■ **YOUR INSTRUCTIONS**:
The data should be transcribed in its entirety, word for word.

:::

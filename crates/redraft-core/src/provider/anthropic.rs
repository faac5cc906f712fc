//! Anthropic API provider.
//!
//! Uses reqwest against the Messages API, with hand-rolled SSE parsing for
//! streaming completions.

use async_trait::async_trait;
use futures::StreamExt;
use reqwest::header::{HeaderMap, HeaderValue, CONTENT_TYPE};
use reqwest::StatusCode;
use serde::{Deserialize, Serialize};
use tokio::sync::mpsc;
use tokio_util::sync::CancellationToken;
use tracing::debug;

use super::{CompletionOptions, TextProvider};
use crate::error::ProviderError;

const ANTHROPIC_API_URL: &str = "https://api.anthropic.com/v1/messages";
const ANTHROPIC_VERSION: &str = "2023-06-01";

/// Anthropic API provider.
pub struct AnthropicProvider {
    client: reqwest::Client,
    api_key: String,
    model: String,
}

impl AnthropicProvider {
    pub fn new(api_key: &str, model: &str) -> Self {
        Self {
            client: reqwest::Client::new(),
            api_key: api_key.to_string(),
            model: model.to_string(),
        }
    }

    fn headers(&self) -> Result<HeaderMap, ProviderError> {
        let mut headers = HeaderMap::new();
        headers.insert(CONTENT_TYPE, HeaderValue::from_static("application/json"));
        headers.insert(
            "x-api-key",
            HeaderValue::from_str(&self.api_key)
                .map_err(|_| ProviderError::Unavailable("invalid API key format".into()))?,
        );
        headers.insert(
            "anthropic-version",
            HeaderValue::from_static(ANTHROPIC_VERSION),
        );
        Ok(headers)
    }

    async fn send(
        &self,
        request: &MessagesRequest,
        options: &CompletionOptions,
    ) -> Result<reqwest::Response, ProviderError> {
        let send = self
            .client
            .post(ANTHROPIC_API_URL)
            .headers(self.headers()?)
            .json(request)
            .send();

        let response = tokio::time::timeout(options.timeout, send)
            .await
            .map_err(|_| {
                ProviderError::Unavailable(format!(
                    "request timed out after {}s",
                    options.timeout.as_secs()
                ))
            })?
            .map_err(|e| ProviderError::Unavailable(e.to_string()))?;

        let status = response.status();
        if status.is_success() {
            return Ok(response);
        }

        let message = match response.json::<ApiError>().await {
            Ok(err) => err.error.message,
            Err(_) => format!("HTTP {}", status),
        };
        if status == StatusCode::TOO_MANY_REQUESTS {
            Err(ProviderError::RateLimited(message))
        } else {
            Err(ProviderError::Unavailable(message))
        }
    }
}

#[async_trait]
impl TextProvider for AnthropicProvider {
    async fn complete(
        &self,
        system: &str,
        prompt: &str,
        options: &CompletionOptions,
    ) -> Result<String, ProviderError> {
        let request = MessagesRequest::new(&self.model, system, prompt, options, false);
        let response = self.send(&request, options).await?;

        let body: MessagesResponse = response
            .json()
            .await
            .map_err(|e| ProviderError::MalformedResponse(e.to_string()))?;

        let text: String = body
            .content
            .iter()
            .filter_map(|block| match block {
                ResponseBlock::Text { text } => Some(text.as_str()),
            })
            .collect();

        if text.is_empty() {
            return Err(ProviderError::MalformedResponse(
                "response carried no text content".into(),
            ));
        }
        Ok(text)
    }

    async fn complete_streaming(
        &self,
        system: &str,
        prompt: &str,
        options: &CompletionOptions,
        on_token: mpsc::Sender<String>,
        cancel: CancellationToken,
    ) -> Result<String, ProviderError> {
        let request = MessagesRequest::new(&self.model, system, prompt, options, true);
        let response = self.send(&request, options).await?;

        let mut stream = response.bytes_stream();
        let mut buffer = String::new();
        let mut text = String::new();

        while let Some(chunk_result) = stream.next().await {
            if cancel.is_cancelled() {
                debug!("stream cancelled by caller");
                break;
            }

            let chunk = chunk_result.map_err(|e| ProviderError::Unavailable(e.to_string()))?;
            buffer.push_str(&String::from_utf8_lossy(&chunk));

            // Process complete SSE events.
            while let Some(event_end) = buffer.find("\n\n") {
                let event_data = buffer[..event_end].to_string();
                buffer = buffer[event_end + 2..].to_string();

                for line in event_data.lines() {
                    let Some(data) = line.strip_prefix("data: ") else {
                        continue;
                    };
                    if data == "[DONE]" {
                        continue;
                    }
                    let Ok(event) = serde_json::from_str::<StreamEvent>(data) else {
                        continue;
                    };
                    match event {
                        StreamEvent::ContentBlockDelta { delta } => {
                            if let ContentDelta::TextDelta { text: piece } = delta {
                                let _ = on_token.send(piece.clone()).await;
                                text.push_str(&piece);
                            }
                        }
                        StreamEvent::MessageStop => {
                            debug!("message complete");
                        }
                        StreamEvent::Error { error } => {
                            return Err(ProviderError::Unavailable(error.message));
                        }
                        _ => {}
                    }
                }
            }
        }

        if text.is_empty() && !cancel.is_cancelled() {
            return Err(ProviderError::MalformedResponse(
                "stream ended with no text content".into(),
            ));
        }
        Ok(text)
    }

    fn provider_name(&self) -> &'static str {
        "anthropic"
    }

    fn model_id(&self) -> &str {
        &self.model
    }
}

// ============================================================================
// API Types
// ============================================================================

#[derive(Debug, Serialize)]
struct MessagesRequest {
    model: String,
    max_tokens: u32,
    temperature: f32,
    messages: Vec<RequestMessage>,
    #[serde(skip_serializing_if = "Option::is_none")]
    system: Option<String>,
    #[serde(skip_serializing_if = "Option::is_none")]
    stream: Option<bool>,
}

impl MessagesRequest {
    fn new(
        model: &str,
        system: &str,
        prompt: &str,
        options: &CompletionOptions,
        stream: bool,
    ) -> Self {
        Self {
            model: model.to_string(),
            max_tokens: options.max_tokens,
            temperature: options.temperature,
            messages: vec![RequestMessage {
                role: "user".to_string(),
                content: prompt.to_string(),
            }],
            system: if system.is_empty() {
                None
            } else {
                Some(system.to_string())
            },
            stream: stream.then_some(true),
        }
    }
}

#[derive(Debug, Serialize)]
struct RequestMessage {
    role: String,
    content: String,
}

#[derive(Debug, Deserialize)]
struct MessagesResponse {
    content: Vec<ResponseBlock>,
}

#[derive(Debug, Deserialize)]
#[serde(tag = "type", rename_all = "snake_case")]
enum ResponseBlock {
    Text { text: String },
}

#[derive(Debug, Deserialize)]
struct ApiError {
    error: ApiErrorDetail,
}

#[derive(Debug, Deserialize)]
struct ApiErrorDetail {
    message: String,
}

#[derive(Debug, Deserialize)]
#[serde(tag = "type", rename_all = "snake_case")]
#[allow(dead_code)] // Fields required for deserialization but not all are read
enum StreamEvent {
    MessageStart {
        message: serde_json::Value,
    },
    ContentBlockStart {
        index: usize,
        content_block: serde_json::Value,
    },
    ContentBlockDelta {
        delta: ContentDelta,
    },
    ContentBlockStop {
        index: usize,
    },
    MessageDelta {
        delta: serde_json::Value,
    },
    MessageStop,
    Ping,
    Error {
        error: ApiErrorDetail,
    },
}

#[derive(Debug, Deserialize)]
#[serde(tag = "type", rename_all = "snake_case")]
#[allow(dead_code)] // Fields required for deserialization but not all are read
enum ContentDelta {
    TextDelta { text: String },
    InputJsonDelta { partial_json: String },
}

:::

■ **RESULT FOR THIS TASK**:
filename crates/redraft-core/src/provider/anthropic.rs
repository faac5cc906f712fc
//! Anthropic API provider.
//!
//! Uses reqwest against the Messages API, with hand-rolled SSE parsing for
//! streaming completions.

use async_trait::async_trait;
use futures::StreamExt;
use reqwest::header::{HeaderMap, HeaderValue, CONTENT_TYPE};
use reqwest::StatusCode;
use serde::{Deserialize, Serialize};
use tokio::sync::mpsc;
use tokio_util::sync::CancellationToken;
use tracing::debug;

use super::{CompletionOptions, TextProvider};
use crate::error::ProviderError;

const ANTHROPIC_API_URL: &str = "https://api.anthropic.com/v1/messages";
const ANTHROPIC_VERSION: &str = "2023-06-01";

/// Anthropic API provider.
pub struct AnthropicProvider {
    client: reqwest::Client,
    api_key: String,
    model: String,
}

impl AnthropicProvider {
    pub fn new(api_key: &str, model: &str) -> Self {
        Self {
            client: reqwest::Client::new(),
            api_key: api_key.to_string(),
            model: model.to_string(),
        }
    }

    fn headers(&self) -> Result<HeaderMap, ProviderError> {
        let mut headers = HeaderMap::new();
        headers.insert(CONTENT_TYPE, HeaderValue::from_static("application/json"));
        headers.insert(
            "x-api-key",
            HeaderValue::from_str(&self.api_key)
                .map_err(|_| ProviderError::Unavailable("invalid API key format".into()))?,
        );
        headers.insert(
            "anthropic-version",
            HeaderValue::from_static(ANTHROPIC_VERSION),
        );
        Ok(headers)
    }

    async fn send(
        &self,
        request: &MessagesRequest,
        options: &CompletionOptions,
    ) -> Result<reqwest::Response, ProviderError> {
        let send = self
            .client
            .post(ANTHROPIC_API_URL)
            .headers(self.headers()?)
            .json(request)
            .send();

        let response = tokio::time::timeout(options.timeout, send)
            .await
            .map_err(|_| {
                ProviderError::Unavailable(format!(
                    "request timed out after {}s",
                    options.timeout.as_secs()
                ))
            })?
            .map_err(|e| ProviderError::Unavailable(e.to_string()))?;

        let status = response.status();
        if status.is_success() {
            return Ok(response);
        }

        let message = match response.json::<ApiError>().await {
            Ok(err) => err.error.message,
            Err(_) => format!("HTTP {}", status),
        };
        if status == StatusCode::TOO_MANY_REQUESTS {
            Err(ProviderError::RateLimited(message))
        } else {
            Err(ProviderError::Unavailable(message))
        }
    }
}

#[async_trait]
impl TextProvider for AnthropicProvider {
    async fn complete(
        &self,
        system: &str,
        prompt: &str,
        options: &CompletionOptions,
    ) -> Result<String, ProviderError> {
        let request = MessagesRequest::new(&self.model, system, prompt, options, false);
        let response = self.send(&request, options).await?;

        let body: MessagesResponse = response
            .json()
            .await
            .map_err(|e| ProviderError::MalformedResponse(e.to_string()))?;

        let text: String = body
            .content
            .iter()
            .filter_map(|block| match block {
                ResponseBlock::Text { text } => Some(text.as_str()),
            })
            .collect();

        if text.is_empty() {
            return Err(ProviderError::MalformedResponse(
                "response carried no text content".into(),
            ));
        }
        Ok(text)
    }

    async fn complete_streaming(
        &self,
        system: &str,
        prompt: &str,
        options: &CompletionOptions,
        on_token: mpsc::Sender<String>,
        cancel: CancellationToken,
    ) -> Result<String, ProviderError> {
        let request = MessagesRequest::new(&self.model, system, prompt, options, true);
        let response = self.send(&request, options).await?;

        let mut stream = response.bytes_stream();
        let mut buffer = String::new();
        let mut text = String::new();

        while let Some(chunk_result) = stream.next().await {
            if cancel.is_cancelled() {
                debug!("stream cancelled by caller");
                break;
            }

            let chunk = chunk_result.map_err(|e| ProviderError::Unavailable(e.to_string()))?;
            buffer.push_str(&String::from_utf8_lossy(&chunk));

            // Process complete SSE events.
            while let Some(event_end) = buffer.find("\n\n") {
                let event_data = buffer[..event_end].to_string();
                buffer = buffer[event_end + 2..].to_string();

                for line in event_data.lines() {
                    let Some(data) = line.strip_prefix("data: ") else {
                        continue;
                    };
                    if data == "[DONE]" {
                        continue;
                    }
                    let Ok(event) = serde_json::from_str::<StreamEvent>(data) else {
                        continue;
                    };
                    match event {
                        StreamEvent::ContentBlockDelta { delta } => {
                            if let ContentDelta::TextDelta { text: piece } = delta {
                                let _ = on_token.send(piece.clone()).await;
                                text.push_str(&piece);
                            }
                        }
                        StreamEvent::MessageStop => {
                            debug!("message complete");
                        }
                        StreamEvent::Error { error } => {
                            return Err(ProviderError::Unavailable(error.message));
                        }
                        _ => {}
                    }
                }
            }
        }

        if text.is_empty() && !cancel.is_cancelled() {
            return Err(ProviderError::MalformedResponse(
                "stream ended with no text content".into(),
            ));
        }
        Ok(text)
    }

    fn provider_name(&self) -> &'static str {
        "anthropic"
    }

    fn model_id(&self) -> &str {
        &self.model
    }
}

// ============================================================================
// API Types
// ============================================================================

#[derive(Debug, Serialize)]
struct MessagesRequest {
    model: String,
    max_tokens: u32,
    temperature: f32,
    messages: Vec<RequestMessage>,
    #[serde(skip_serializing_if = "Option::is_none")]
    system: Option<String>,
    #[serde(skip_serializing_if = "Option::is_none")]
    stream: Option<bool>,
}

impl MessagesRequest {
    fn new(
        model: &str,
        system: &str,
        prompt: &str,
        options: &CompletionOptions,
        stream: bool,
    ) -> Self {
        Self {
            model: model.to_string(),
            max_tokens: options.max_tokens,
            temperature: options.temperature,
            messages: vec![RequestMessage {
                role: "user".to_string(),
                content: prompt.to_string(),
            }],
            system: if system.is_empty() {
                None
            } else {
                Some(system.to_string())
            },
            stream: stream.then_some(true),
        }
    }
}

#[derive(Debug, Serialize)]
struct RequestMessage {
    role: String,
    content: String,
}

#[derive(Debug, Deserialize)]
struct MessagesResponse {
    content: Vec<ResponseBlock>,
}

#[derive(Debug, Deserialize)]
#[serde(tag = "type", rename_all = "snake_case")]
enum ResponseBlock {
    Text { text: String },
}

#[derive(Debug, Deserialize)]
struct ApiError {
    error: ApiErrorDetail,
}

#[derive(Debug, Deserialize)]
struct ApiErrorDetail {
    message: String,
}

#[derive(Debug, Deserialize)]
#[serde(tag = "type", rename_all = "snake_case")]
#[allow(dead_code)] // Fields required for deserialization but not all are read
enum StreamEvent {
    MessageStart {
        message: serde_json::Value,
    },
    ContentBlockStart {
        index: usize,
        content_block: serde_json::Value,
    },
    ContentBlockDelta {
        delta: ContentDelta,
    },
    ContentBlockStop {
        index: usize,
    },
    MessageDelta {
        delta: serde_json::Value,
    },
    MessageStop,
    Ping,
    Error {
        error: ApiErrorDetail,
    },
}

#[derive(Debug, Deserialize)]
#[serde(tag = "type", rename_all = "snake_case")]
#[allow(dead_code)] // Fields required for deserialization but not all are read
enum ContentDelta {
    TextDelta { text: String },
    InputJsonDelta { partial_json: String },
}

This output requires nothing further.